The other end of the spectrum of the treatment of parents is where they have been repeatedly found guilty of serious child abuse. There the needs of the child demand that parental rights be terminated and the child placed for adoption much more frequently than they are. Thus on one end the system is overzealous too frequently and on the other end it is lacking in courage to do what it is empowered by law to do and what the needs of the child demand.

States Rights

There is a conservative tradition of defending the rights of states in all things that are not the purview of the federal government. I agree with that tradition and see a critical need to return to it. However there is no immediate chance that the federal government funding on child abuse issues will disappear or even be reduced. Therefore the federal government should use the influence it has through funding to ensure that the constitutional rights of parents are protected, both in due process issues and in ensuring that the wheels of justice turn in as just manner for parents being investigated as they do for arraigned criminals.

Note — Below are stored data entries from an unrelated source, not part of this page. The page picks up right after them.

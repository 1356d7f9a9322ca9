// SQLite persistence for import batches

pub mod import_batches;
pub mod migrations;

use std::path::Path;
use std::time::Duration;

use r2d2_sqlite::SqliteConnectionManager;
use rusqlite::Connection;
use tracing::info;

use crate::{DbPool, Error};

/// Brings the schema up to the latest migration.
pub fn migrate_db(conn: &mut Connection) -> Result<(), Error> {
    migrations::runner().to_latest(conn)?;
    Ok(())
}

/// Schema version recorded in `user_version`.
pub fn schema_version(conn: &Connection) -> Result<i64, Error> {
    let version = conn.query_row("PRAGMA user_version", [], |row| row.get(0))?;
    Ok(version)
}

/// Opens (creating if needed) the database file and migrates it.
pub fn open_pool(path: &Path) -> Result<DbPool, Error> {
    let manager = SqliteConnectionManager::file(path)
        .with_init(|conn| conn.busy_timeout(Duration::from_secs(5)));
    let pool = r2d2::Pool::builder().build(manager)?;
    {
        let mut conn = pool.get()?;
        migrate_db(&mut conn)?;
    }
    info!(path = %path.display(), "import store ready");
    Ok(pool)
}

/// In-memory store on a single connection, so every checkout sees the same database.
pub fn open_in_memory() -> Result<DbPool, Error> {
    let manager = SqliteConnectionManager::memory();
    let pool = r2d2::Pool::builder().max_size(1).build(manager)?;
    {
        let mut conn = pool.get()?;
        migrate_db(&mut conn)?;
    }
    Ok(pool)
}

Furthermore many states are failing the best needs, even the minimal needs, of children by not aggressively pursuing the severance of parental rights when severe and repeated abuse of young children has been established. Such states violate the rights of the most vulnerable who are already under the protection of the state. This state neglect is cause for federal concern, further investigation, deliberation and action.

The views that I express in this testimony are my own, and should not be construed as representing any official position of the Heritage Foundation. In addition, the Heritage Foundation does not endorse or oppose any legislation.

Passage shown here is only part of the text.